Leningrado quedó atrás… Y se fueron hacia la zona norte del lago limen, donde conectaron -las instrucciones habían sido muy precisas-, con una unidad en la que había muchos españoles, que se dedicaban por los altavoces a insultar a los divisionarios con toda clase de epítetos, que obtenían la consabida respuesta. "Cabrones!". "Mercenarios!". "Hijos de la gran puta!". Los divisionarios contestaban: "Hijos de la gran Pasionarial" "Mercenarios!". "Cabrones!". Ni siquiera la lejanía de la patria podía paliar el enfrentamiento.
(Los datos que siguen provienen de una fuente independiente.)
//! Testimonial carousel state.
//!
//! The carousel shows a window of `visible_count` consecutive items starting
//! at `start_index`. Stepping forward wraps back to the first window, stepping
//! backward stops at it. Manual steps pause auto-advance for a while.
//!
//! The type knows nothing about timers. Every transition returns the
//! [`TimerCommand`]s a host has to carry out (a browser interval in the
//! landing page, a virtual clock in [`crate::timeline`]), so the index
//! arithmetic stays testable without either.

use crate::SiteError;
use serde::Deserialize;
use std::ops::Range;
use std::time::Duration;

/// Number of testimonials shown side by side.
pub const VISIBLE_COUNT: usize = 3;

/// Timing knobs for the carousel.
#[derive(Debug, Clone, Copy, PartialEq, Eq, Deserialize)]
#[serde(default)]
pub struct CarouselConfig {
    /// How many items are on screen at once.
    pub visible_count: usize,
    /// Period of the auto-advance timer, in milliseconds.
    pub auto_advance_ms: u64,
    /// How long a step keeps auto-advance paused, in milliseconds.
    pub resume_after_ms: u64,
    /// Whether an automatic step also arms the pause.
    ///
    /// On by default: with the default timings this stretches the automatic
    /// cadence from 5s to 15s (10s pause, then one 5s period).
    pub pause_on_auto_advance: bool,
}

impl Default for CarouselConfig {
    fn default() -> Self {
        Self {
            visible_count: VISIBLE_COUNT,
            auto_advance_ms: 5_000,
            resume_after_ms: 10_000,
            pause_on_auto_advance: true,
        }
    }
}

impl CarouselConfig {
    pub fn auto_advance(&self) -> Duration {
        Duration::from_millis(self.auto_advance_ms)
    }

    pub fn resume_after(&self) -> Duration {
        Duration::from_millis(self.resume_after_ms)
    }

    /// Reject values that would hide every item or spin a timer with no delay.
    pub fn validate(&self) -> Result<(), SiteError> {
        let settings = [
            ("carousel.visible_count", self.visible_count as u64),
            ("carousel.auto_advance_ms", self.auto_advance_ms),
            ("carousel.resume_after_ms", self.resume_after_ms),
        ];
        match settings.into_iter().find(|(_, value)| *value == 0) {
            Some((key, _)) => Err(SiteError::ZeroSetting { key }),
            None => Ok(()),
        }
    }
}

/// Something that happened to the carousel.
#[derive(Debug, Clone, Copy, PartialEq, Eq)]
pub enum CarouselEvent {
    /// User pressed "next".
    Next,
    /// User pressed "previous".
    Previous,
    /// The auto-advance timer fired.
    AutoAdvance,
    /// A pause armed by an earlier step ran out.
    Resume,
}

/// Work the timer host must do after a transition.
#[derive(Debug, Clone, Copy, PartialEq, Eq)]
pub enum TimerCommand {
    /// (Re)arm the repeating auto-advance timer, replacing any existing one.
    ScheduleAutoAdvance(Duration),
    /// Drop the auto-advance timer if one is armed.
    CancelAutoAdvance,
    /// Deliver [`CarouselEvent::Resume`] once after the delay.
    ScheduleResume(Duration),
}

/// Rotation state for a fixed-length list.
#[derive(Debug, Clone, Copy, PartialEq, Eq)]
pub struct Carousel {
    len: usize,
    start_index: usize,
    paused: bool,
    config: CarouselConfig,
}

impl Carousel {
    /// Fresh state for `len` items: first window, not paused.
    pub fn new(len: usize, config: CarouselConfig) -> Self {
        Self {
            len,
            start_index: 0,
            paused: false,
            config,
        }
    }

    pub fn len(&self) -> usize {
        self.len
    }

    pub fn is_empty(&self) -> bool {
        self.len == 0
    }

    pub fn start_index(&self) -> usize {
        self.start_index
    }

    pub fn is_paused(&self) -> bool {
        self.paused
    }

    pub fn config(&self) -> &CarouselConfig {
        &self.config
    }

    /// Largest valid `start_index`. Zero when the list fits on screen.
    pub fn max_start(&self) -> usize {
        self.len.saturating_sub(self.config.visible_count)
    }

    /// Step forward one item, wrapping to the first window after the last.
    pub fn next(&mut self) {
        // max_start + 1 is never zero, so short and empty lists stay at 0
        self.start_index = (self.start_index + 1) % (self.max_start() + 1);
    }

    /// Step back one item, stopping at the first window.
    pub fn previous(&mut self) {
        self.start_index = self.start_index.saturating_sub(1);
    }

    pub fn can_go_previous(&self) -> bool {
        self.start_index != 0
    }

    pub fn can_go_next(&self) -> bool {
        self.start_index < self.max_start()
    }

    /// Indices of the items currently on screen.
    pub fn visible_range(&self) -> Range<usize> {
        let start = self.start_index.min(self.len);
        let end = (start + self.config.visible_count).min(self.len);
        start..end
    }

    /// The on-screen slice of `items`.
    ///
    /// `items` should be the list the carousel was built for; a shorter slice
    /// is clamped rather than indexed out of bounds.
    pub fn visible<'a, T>(&self, items: &'a [T]) -> &'a [T] {
        let range = self.visible_range();
        let end = range.end.min(items.len());
        let start = range.start.min(end);
        &items[start..end]
    }

    /// Timer commands for a freshly mounted carousel.
    pub fn mount(&self) -> Vec<TimerCommand> {
        if self.paused {
            Vec::new()
        } else {
            vec![TimerCommand::ScheduleAutoAdvance(self.config.auto_advance())]
        }
    }

    /// Apply `event` and return what the timer host has to do about it.
    pub fn handle(&mut self, event: CarouselEvent) -> Vec<TimerCommand> {
        let before = (self.start_index, self.paused);
        let mut resume = None;

        match event {
            CarouselEvent::Next => {
                self.next();
                resume = Some(self.pause());
            }
            CarouselEvent::Previous => {
                self.previous();
                resume = Some(self.pause());
            }
            CarouselEvent::AutoAdvance => {
                if self.paused {
                    return Vec::new();
                }
                self.next();
                if self.config.pause_on_auto_advance {
                    resume = Some(self.pause());
                }
            }
            CarouselEvent::Resume => self.paused = false,
        }

        let mut commands = Vec::new();
        if before != (self.start_index, self.paused) {
            tracing::debug!(
                ?event,
                start_index = self.start_index,
                paused = self.paused,
                "carousel transition"
            );
            commands.push(TimerCommand::CancelAutoAdvance);
            if !self.paused {
                commands.push(TimerCommand::ScheduleAutoAdvance(
                    self.config.auto_advance(),
                ));
            }
        }
        commands.extend(resume);
        commands
    }

    fn pause(&mut self) -> TimerCommand {
        self.paused = true;
        TimerCommand::ScheduleResume(self.config.resume_after())
    }
}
Sólo un veterano comunista, Jorge Fernández, hablaba bien de la División Azul, ya que a diferencia de los alemanes sus componentes ayudaban a la población rusa y le daban comida. Los demás, consideraban a los divisionarios carne de cañón de la Alemania nazi.

Allí se enteraron de lo que era el frío. Nada más llegar, les dijeron a Soldevila y a Puigvert:

– No seáis mamelucos… Lo que lleváis parece un traje de baño -y les dieron la indumentaria adecuada, de la que sobresalían el capote y los guantes y las botas.

Con los prismáticos oteaban con el propósito de ver algún español. Sería difícil reconocerlo, porque llevaban uniforme alemán. Por otra parte, la inmensidad del paisaje producía escalofrío. Era una llanura infinita de nieve, sobre la cual los hombres parecían hormiguitas y que debían de ser, como en el desierto de África por el que avanzaba Rommel, blanco idóneo para la aviación.

Las trincheras de los españoles, las dachas, las isbas, estaban más lejos de lo que hubieran deseado. Podían disparar a mansalva, como si sobrasen las municiones, pero sin ninguna garantía de hacer diana. Al día siguiente de llegar conocieron a un tal Luis Mendoza Peña, que era el encargado de la misión de infiltrarse entre la tropa enemiga e intentar rescatar al hijo de Stalin. En el fondo, Soldevila y Puigvert respiraron con alivio. Ellos sabían algo de ruso pero nada de alemán.